Task statement:
Some lines below hold "class". Pick them out and copy them.

(Collected data)

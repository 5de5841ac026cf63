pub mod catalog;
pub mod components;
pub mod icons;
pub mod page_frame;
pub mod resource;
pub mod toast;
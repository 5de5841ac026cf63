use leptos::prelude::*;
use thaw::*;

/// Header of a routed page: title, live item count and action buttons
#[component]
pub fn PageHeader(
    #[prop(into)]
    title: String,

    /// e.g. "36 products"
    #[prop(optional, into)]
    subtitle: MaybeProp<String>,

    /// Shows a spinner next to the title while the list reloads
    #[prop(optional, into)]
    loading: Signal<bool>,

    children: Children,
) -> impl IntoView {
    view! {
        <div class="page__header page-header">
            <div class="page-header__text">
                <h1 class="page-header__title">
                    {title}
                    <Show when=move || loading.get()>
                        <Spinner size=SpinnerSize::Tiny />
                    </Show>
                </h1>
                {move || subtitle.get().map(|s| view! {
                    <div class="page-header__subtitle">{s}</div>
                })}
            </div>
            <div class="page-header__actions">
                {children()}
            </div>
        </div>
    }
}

Output below:
        <div class="page__header page-header">
            <div class="page-header__text">
                <h1 class="page-header__title">
                    <div class="page-header__subtitle">{s}</div>
            <div class="page-header__actions">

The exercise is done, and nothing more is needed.